La dinámica entre Víctor y su madre es fascinante. Ella lo protege, él se culpa. En Siempre fui la abandonada, cada mirada dice más que mil palabras. Verlos espiar a Valeria desde lejos me hizo sentir como un voyeur de sus emociones. ¿Por qué no se acercan? ¡La tensión es insoportable!
¡Esa chica con la gorra de los Yanquis y el cuchillo! En Siempre fui la abandonada, el giro final es brutal. De una escena tranquila a un peligro inminente en segundos. La silueta familiar, la advertencia de Víctor... ¡esto se va a poner feo! ¿Quién es ella realmente?

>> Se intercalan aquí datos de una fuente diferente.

//! SRI integrity verification for downloaded tarballs.
//!
//! Registry metadata carries `sha512-<base64>` / `sha256-<base64>`
//! integrity strings. SHA-1 tokens are skipped: the algorithm is broken
//! and the legacy `shasum` field exists only for very old packages.

use sha2::{Digest, Sha256, Sha512};
use subtle::ConstantTimeEq;

use crate::error::{ImportError, ImportResult};

/// Supported SRI algorithms, ordered by strength.
#[derive(Debug, Clone, Copy, PartialEq, Eq, PartialOrd, Ord)]
enum SriAlgorithm {
    Sha256,
    Sha512,
}

/// Verify tarball bytes against an SRI integrity string.
///
/// Multiple space-separated hashes are allowed; the strongest supported
/// one is checked. The digest comparison is constant-time.
///
/// # Errors
///
/// Returns [`ImportError::IntegrityMismatch`] on digest mismatch and
/// [`ImportError::Registry`] when the SRI string is malformed or carries
/// no supported algorithm.
pub(crate) fn verify_integrity(data: &[u8], sri: &str, package: &str) -> ImportResult<()> {
    let (algorithm, expected_b64) = strongest_digest(sri)?;

    let expected = base64::Engine::decode(&base64::engine::general_purpose::STANDARD, expected_b64)
        .map_err(|e| ImportError::Registry {
            message: format!("invalid base64 in SRI hash: {e}"),
        })?;

    let actual = match algorithm {
        SriAlgorithm::Sha256 => Sha256::digest(data).to_vec(),
        SriAlgorithm::Sha512 => Sha512::digest(data).to_vec(),
    };

    if !bool::from(actual.ct_eq(&expected)) {
        return Err(ImportError::IntegrityMismatch {
            package: package.to_string(),
            expected: sri.to_string(),
        });
    }

    Ok(())
}

/// Pick the strongest supported hash out of a (possibly multi-token)
/// SRI string.
fn strongest_digest(sri: &str) -> ImportResult<(SriAlgorithm, &str)> {
    let mut best: Option<(SriAlgorithm, &str)> = None;

    for token in sri.split_whitespace() {
        if let Some((algorithm, digest)) = parse_token(token) {
            let stronger = match &best {
                Some((best_algorithm, _)) => algorithm > *best_algorithm,
                None => true,
            };
            if stronger {
                best = Some((algorithm, digest));
            }
        }
    }

    best.ok_or_else(|| ImportError::Registry {
        message: format!("no supported hash in SRI string: {sri}"),
    })
}

/// Parse one `algorithm-digest` token. Unsupported algorithms (including
/// SHA-1) yield `None`.
fn parse_token(token: &str) -> Option<(SriAlgorithm, &str)> {
    // Trailing `?opt` parameters are allowed by the SRI spec.
    let token = token.split('?').next().unwrap_or(token);
    let (algorithm, digest) = token.split_once('-')?;
    match algorithm {
        "sha256" => Some((SriAlgorithm::Sha256, digest)),
        "sha512" => Some((SriAlgorithm::Sha512, digest)),
        _ => None,
    }
}
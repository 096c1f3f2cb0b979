//! Safe `.tgz` extraction for registry tarballs.
//!
//! Package tarballs wrap their content in a single top-level directory
//! (conventionally `package/`, but scoped builds vary). Extraction strips
//! that outermost level (entries with nothing left after stripping are
//! the wrapper directory itself and are skipped) and guards against:
//!
//! - Path traversal (`..` components, absolute paths)
//! - Unsafe entry types (symlinks, hardlinks, device nodes)
//! - Excessive entry counts and decompressed size (archive bombs)

use std::fs::File;
use std::path::{Component, Path, PathBuf};

use flate2::read::GzDecoder;
use tar::Archive;

use crate::error::{ImportError, ImportResult};

/// Maximum number of entries allowed in a tarball.
const MAX_ENTRY_COUNT: usize = 10_000;

/// Maximum total decompressed size (500 MB).
const MAX_UNPACKED_SIZE: u64 = 500 * 1024 * 1024;

/// Extract a gzip-compressed tarball at `tarball` into `dest`, stripping
/// the single outermost directory level.
///
/// `dest` is created if it does not exist. Every entry lands inside
/// `dest`; offending archives fail the whole extraction.
///
/// # Errors
///
/// Returns [`ImportError::Extraction`] on decode/unpack failures and
/// ceiling violations, [`ImportError::PathTraversal`] /
/// [`ImportError::UnsafeEntryType`] on malicious entries.
pub(crate) fn extract_tarball(tarball: &Path, dest: &Path) -> ImportResult<()> {
    let file = File::open(tarball).map_err(|e| ImportError::Extraction {
        message: format!("failed to open tarball {}: {e}", tarball.display()),
    })?;
    let mut archive = Archive::new(GzDecoder::new(file));

    std::fs::create_dir_all(dest).map_err(|e| ImportError::Extraction {
        message: format!("failed to create {}: {e}", dest.display()),
    })?;

    let mut entry_count = 0_usize;
    let mut unpacked_size = 0_u64;

    let entries = archive.entries().map_err(|e| ImportError::Extraction {
        message: format!("failed to read archive entries: {e}"),
    })?;

    for entry in entries {
        let mut entry = entry.map_err(|e| ImportError::Extraction {
            message: format!("failed to read archive entry: {e}"),
        })?;

        entry_count = entry_count.saturating_add(1);
        if entry_count > MAX_ENTRY_COUNT {
            return Err(ImportError::Extraction {
                message: format!("archive exceeds maximum entry count ({MAX_ENTRY_COUNT})"),
            });
        }

        let entry_type = entry.header().entry_type();
        if !is_safe_entry_type(entry_type) {
            let entry_path = entry
                .path()
                .map_or_else(|_| "<unknown>".to_string(), |p| p.display().to_string());
            return Err(ImportError::UnsafeEntryType {
                entry_type: format!("{entry_type:?}"),
                path: entry_path,
            });
        }

        let entry_size = entry.header().size().map_err(|e| ImportError::Extraction {
            message: format!("failed to read entry size: {e}"),
        })?;
        unpacked_size = unpacked_size.saturating_add(entry_size);
        if unpacked_size > MAX_UNPACKED_SIZE {
            return Err(ImportError::Extraction {
                message: format!("archive exceeds maximum unpacked size ({MAX_UNPACKED_SIZE} bytes)"),
            });
        }

        let entry_path = entry
            .path()
            .map_err(|e| ImportError::Extraction {
                message: format!("failed to read entry path: {e}"),
            })?
            .into_owned();

        validate_entry_path(&entry_path)?;

        // Same semantics as `tar --strip-components=1`: the wrapper
        // directory entry itself strips to nothing and is skipped.
        let Some(stripped) = strip_outer_dir(&entry_path) else {
            continue;
        };
        let target = dest.join(&stripped);

        // validate_entry_path rejected every escaping component and
        // symlink entries are refused outright, so the joined path must
        // still be inside dest.
        if !target.starts_with(dest) {
            return Err(ImportError::PathTraversal {
                path: entry_path.display().to_string(),
            });
        }

        if let Some(parent) = target.parent() {
            std::fs::create_dir_all(parent).map_err(|e| ImportError::Extraction {
                message: format!("failed to create directory {}: {e}", parent.display()),
            })?;
        }

        entry.unpack(&target).map_err(|e| ImportError::Extraction {
            message: format!("failed to unpack {}: {e}", entry_path.display()),
        })?;
    }

    if entry_count == 0 {
        return Err(ImportError::Extraction {
            message: "archive is empty".into(),
        });
    }

    Ok(())
}

/// Whether a tar entry type may be extracted.
///
/// Regular files, directories, and metadata headers only. Symlinks,
/// hardlinks, devices, FIFOs, and sparse entries are refused.
fn is_safe_entry_type(entry_type: tar::EntryType) -> bool {
    matches!(
        entry_type,
        tar::EntryType::Regular
            | tar::EntryType::Directory
            | tar::EntryType::GNULongName
            | tar::EntryType::XHeader
            | tar::EntryType::XGlobalHeader
    )
}

/// Reject absolute paths and escaping components.
fn validate_entry_path(path: &Path) -> ImportResult<()> {
    if path.is_absolute() {
        return Err(ImportError::PathTraversal {
            path: path.display().to_string(),
        });
    }

    for component in path.components() {
        if matches!(
            component,
            Component::ParentDir | Component::Prefix(_) | Component::RootDir
        ) {
            return Err(ImportError::PathTraversal {
                path: path.display().to_string(),
            });
        }
    }

    Ok(())
}

/// Drop the single outermost directory level. `None` when nothing
/// remains (the entry was the wrapper directory itself).
fn strip_outer_dir(path: &Path) -> Option<PathBuf> {
    let mut components = path.components();
    components.next()?;
    let rest = components.as_path();
    if rest.as_os_str().is_empty() {
        None
    } else {
        Some(rest.to_path_buf())
    }
}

Valeria no necesita gritar para ser poderosa. En Siempre fui la abandonada, su calma al donar medicinas y su sonrisa genuina muestran una fuerza interior admirable. El director del hospital la respeta, pero hay algo en su pasado que la atormenta. ¡Quiero saber más de su historia!
Víctor cargando con toda la culpa... en Siempre fui la abandonada, su expresión cuando dice 'todo fue mi culpa' me destrozó. Su madre intenta consolarlo, pero él no se perdona. La escena donde casi corre hacia Valeria y ella lo detiene... ¡qué doloroso!